◆ Your instructions: Starting at the top of the entries below, print each line exactly until the line with "pub struct ResourceEntry" has been printed too.
---------------
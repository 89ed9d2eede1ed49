use crate::builtin::{BuiltinResource, BUILTIN_RESOURCES, RESOURCE_ROOT};
use serde::Serialize;
use skpack_schema::ResourcePath;
use std::fs;
use std::io;
use std::path::{Path, PathBuf};
use tracing::{debug, warn};
use walkdir::WalkDir;

/// Where an entry's bytes come from.
#[derive(Debug, Clone, PartialEq, Eq)]
pub enum ContentSource {
    Embedded(&'static [u8]),
    File(PathBuf),
}

impl ContentSource {
    pub fn read(&self) -> io::Result<Vec<u8>> {
        match self {
            ContentSource::Embedded(bytes) => Ok(bytes.to_vec()),
            ContentSource::File(path) => fs::read(path),
        }
    }

    pub fn describe(&self) -> String {
        match self {
            ContentSource::Embedded(_) => "<built-in>".to_owned(),
            ContentSource::File(path) => path.display().to_string(),
        }
    }
}

#[derive(Debug, Clone, Copy, PartialEq, Eq, Serialize)]
#[serde(rename_all = "lowercase")]
pub enum Origin {
    Base,
    Override,
}

/// One file of the package, identified by its relative path.
#[derive(Debug, Clone, PartialEq, Eq)]
pub struct ResourceEntry {
    pub path: ResourcePath,
    pub source: ContentSource,
    pub origin: Origin,
}

/// An entry the scan had to skip.
#[derive(Debug, Clone, PartialEq, Eq, Serialize)]
pub struct ScanFailure {
    pub location: String,
    pub reason: String,
}

#[derive(Debug, Default)]
pub struct ScanOutcome {
    pub entries: Vec<ResourceEntry>,
    pub failures: Vec<ScanFailure>,
}

impl ScanOutcome {
    fn skip(&mut self, location: impl Into<String>, reason: impl Into<String>) {
        let failure = ScanFailure {
            location: location.into(),
            reason: reason.into(),
        };
        warn!("skipping {}: {}", failure.location, failure.reason);
        self.failures.push(failure);
    }
}

/// A source of package resources.
///
/// Scans never abort: unreadable entries land in [`ScanOutcome::failures`].
/// Directories never produce entries.
pub trait ResourceProvider {
    fn scan(&self) -> ScanOutcome;

    /// Human-readable description for log messages.
    fn describe(&self) -> String;
}

/// Resources compiled into the binary, keyed by stripping [`RESOURCE_ROOT`].
pub struct BuiltinResources {
    resources: &'static [BuiltinResource],
}

impl BuiltinResources {
    pub fn new() -> Self {
        Self {
            resources: BUILTIN_RESOURCES,
        }
    }

    pub fn with_resources(resources: &'static [BuiltinResource]) -> Self {
        Self { resources }
    }
}

impl Default for BuiltinResources {
    fn default() -> Self {
        Self::new()
    }
}

impl ResourceProvider for BuiltinResources {
    fn scan(&self) -> ScanOutcome {
        let mut out = ScanOutcome::default();
        for res in self.resources {
            if res.location.ends_with('/') {
                continue;
            }
            match ResourcePath::strip_marker(res.location, RESOURCE_ROOT) {
                Some(Ok(path)) => {
                    debug!("base resource: {path}");
                    out.entries.push(ResourceEntry {
                        path,
                        source: ContentSource::Embedded(res.content),
                        origin: Origin::Base,
                    });
                }
                Some(Err(e)) => out.skip(res.location, e.to_string()),
                None => out.skip(res.location, format!("not under '{RESOURCE_ROOT}/'")),
            }
        }
        out
    }

    fn describe(&self) -> String {
        format!("built-in resources ({} files)", self.resources.len())
    }
}

/// Every regular file below a filesystem root, keyed relative to that root.
///
/// A missing root yields an empty scan.
pub struct DirectoryResources {
    root: PathBuf,
    origin: Origin,
}

impl DirectoryResources {
    pub fn new(root: impl Into<PathBuf>, origin: Origin) -> Self {
        Self {
            root: root.into(),
            origin,
        }
    }

    pub fn root(&self) -> &Path {
        &self.root
    }
}

impl ResourceProvider for DirectoryResources {
    fn scan(&self) -> ScanOutcome {
        let mut out = ScanOutcome::default();
        if !self.root.exists() {
            debug!("{} does not exist, nothing to scan", self.root.display());
            return out;
        }
        if !self.root.is_dir() {
            out.skip(self.root.display().to_string(), "not a directory");
            return out;
        }

        let walker = WalkDir::new(&self.root)
            .follow_links(true)
            .sort_by_file_name();
        for item in walker {
            let entry = match item {
                Ok(e) => e,
                Err(e) => {
                    let location = e.path().map_or_else(
                        || self.root.display().to_string(),
                        |p| p.display().to_string(),
                    );
                    out.skip(location, e.to_string());
                    continue;
                }
            };
            if entry.file_type().is_dir() {
                continue;
            }
            let full = entry.path();
            let rel = match full.strip_prefix(&self.root) {
                Ok(r) => r,
                Err(e) => {
                    out.skip(full.display().to_string(), format!("path strip: {e}"));
                    continue;
                }
            };
            let path = match ResourcePath::from_relative(rel) {
                Ok(p) => p,
                Err(e) => {
                    out.skip(full.display().to_string(), e.to_string());
                    continue;
                }
            };
            if let Err(e) = fs::File::open(full) {
                out.skip(full.display().to_string(), format!("unreadable: {e}"));
                continue;
            }
            debug!("{:?} resource: {path}", self.origin);
            out.entries.push(ResourceEntry {
                path,
                source: ContentSource::File(full.to_path_buf()),
                origin: self.origin,
            });
        }
        out
    }

    fn describe(&self) -> String {
        self.root.display().to_string()
    }
}

/// Enumerate the base set: `base_dir` when given, the built-in skeleton otherwise.
pub fn list_base(base_dir: Option<&Path>) -> ScanOutcome {
    let provider: Box<dyn ResourceProvider> = match base_dir {
        Some(dir) => Box::new(DirectoryResources::new(dir, Origin::Base)),
        None => Box::new(BuiltinResources::new()),
    };
    debug!("scanning base set from {}", provider.describe());
    provider.scan()
}

/// Enumerate the project's override set rooted at `override_root`.
pub fn list_overrides(override_root: &Path) -> ScanOutcome {
    let provider = DirectoryResources::new(override_root, Origin::Override);
    debug!("scanning overrides from {}", provider.describe());
    provider.scan()
}

#[cfg(test)]
mod tests {
    use super::*;

    fn paths(out: &ScanOutcome) -> Vec<&str> {
        out.entries.iter().map(|e| e.path.as_str()).collect()
    }

    #[test]
    fn builtin_scan_strips_root_marker() {
        let out = BuiltinResources::new().scan();
        assert!(out.failures.is_empty());
        let p = paths(&out);
        assert!(p.contains(&"package.yml"));
        assert!(p.contains(&"values.yml"));
        assert!(p.contains(&"templates/app.yml"));
        assert!(out.entries.iter().all(|e| e.origin == Origin::Base));
    }

    static ODD: &[BuiltinResource] = &[
        BuiltinResource {
            location: "skipper/templates/",
            content: b"",
        },
        BuiltinResource {
            location: "elsewhere/x.yml",
            content: b"x",
        },
        BuiltinResource {
            location: "skipper/ok.yml",
            content: b"ok",
        },
    ];

    #[test]
    fn builtin_scan_skips_directories_and_reports_foreign_locations() {
        let out = BuiltinResources::with_resources(ODD).scan();
        assert_eq!(paths(&out), vec!["ok.yml"]);
        assert_eq!(out.failures.len(), 1);
        assert_eq!(out.failures[0].location, "elsewhere/x.yml");
    }

    static NESTED: &[BuiltinResource] = &[
        BuiltinResource {
            location: "skipper/templates/skipper/app.yml",
            content: b"nested",
        },
        BuiltinResource {
            location: "skipper/app.yml",
            content: b"top",
        },
    ];

    #[test]
    fn builtin_scan_keeps_nested_root_named_directory() {
        let out = BuiltinResources::with_resources(NESTED).scan();
        assert!(out.failures.is_empty());
        assert_eq!(paths(&out), vec!["templates/skipper/app.yml", "app.yml"]);

        let merged = crate::merge(out.entries, Vec::new());
        assert_eq!(merged.len(), 2);
    }

    #[test]
    fn directory_scan_yields_files_only() {
        let dir = tempfile::tempdir().unwrap();
        fs::create_dir_all(dir.path().join("templates/empty")).unwrap();
        fs::write(dir.path().join("values.yml"), "v").unwrap();
        fs::write(dir.path().join("templates/app.yml"), "a").unwrap();

        let out = list_overrides(dir.path());
        assert!(out.failures.is_empty());
        assert_eq!(paths(&out), vec!["templates/app.yml", "values.yml"]);
        assert!(out.entries.iter().all(|e| e.origin == Origin::Override));
    }

    #[test]
    fn missing_override_root_is_empty() {
        let dir = tempfile::tempdir().unwrap();
        let out = list_overrides(&dir.path().join("absent"));
        assert!(out.entries.is_empty());
        assert!(out.failures.is_empty());
    }

    #[test]
    fn override_root_that_is_a_file_is_reported() {
        let dir = tempfile::tempdir().unwrap();
        let file = dir.path().join("skipper");
        fs::write(&file, "oops").unwrap();
        let out = list_overrides(&file);
        assert!(out.entries.is_empty());
        assert_eq!(out.failures.len(), 1);
    }

    #[cfg(unix)]
    #[test]
    fn broken_entry_is_skipped_not_fatal() {
        let dir = tempfile::tempdir().unwrap();
        fs::write(dir.path().join("good.yml"), "g").unwrap();
        std::os::unix::fs::symlink(dir.path().join("missing"), dir.path().join("dangling.yml"))
            .unwrap();

        let out = list_overrides(dir.path());
        assert_eq!(paths(&out), vec!["good.yml"]);
        assert_eq!(out.failures.len(), 1);
        assert!(out.failures[0].location.contains("dangling.yml"));
    }

    #[test]
    fn list_base_prefers_directory_when_given() {
        let dir = tempfile::tempdir().unwrap();
        fs::write(dir.path().join("custom.yml"), "c").unwrap();
        let out = list_base(Some(dir.path()));
        assert_eq!(paths(&out), vec!["custom.yml"]);
        assert!(out.entries.iter().all(|e| e.origin == Origin::Base));

        let builtin = list_base(None);
        assert_eq!(builtin.entries.len(), BUILTIN_RESOURCES.len());
    }

    #[test]
    fn content_source_reads_both_kinds() {
        let dir = tempfile::tempdir().unwrap();
        let f = dir.path().join("f.txt");
        fs::write(&f, "file").unwrap();
        assert_eq!(ContentSource::File(f).read().unwrap(), b"file");
        assert_eq!(ContentSource::Embedded(b"emb").read().unwrap(), b"emb");
        assert_eq!(ContentSource::Embedded(b"").describe(), "<built-in>");
    }
}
---------------
◆ Solution for this exercise:
repository 89ed9d2eede1ed49
use crate::builtin::{BuiltinResource, BUILTIN_RESOURCES, RESOURCE_ROOT};
use serde::Serialize;
use skpack_schema::ResourcePath;
use std::fs;
use std::io;
use std::path::{Path, PathBuf};
use tracing::{debug, warn};
use walkdir::WalkDir;

/// Where an entry's bytes come from.
#[derive(Debug, Clone, PartialEq, Eq)]
pub enum ContentSource {
    Embedded(&'static [u8]),
    File(PathBuf),
}

impl ContentSource {
    pub fn read(&self) -> io::Result<Vec<u8>> {
        match self {
            ContentSource::Embedded(bytes) => Ok(bytes.to_vec()),
            ContentSource::File(path) => fs::read(path),
        }
    }

    pub fn describe(&self) -> String {
        match self {
            ContentSource::Embedded(_) => "<built-in>".to_owned(),
            ContentSource::File(path) => path.display().to_string(),
        }
    }
}

#[derive(Debug, Clone, Copy, PartialEq, Eq, Serialize)]
#[serde(rename_all = "lowercase")]
pub enum Origin {
    Base,
    Override,
}

/// One file of the package, identified by its relative path.
#[derive(Debug, Clone, PartialEq, Eq)]
pub struct ResourceEntry {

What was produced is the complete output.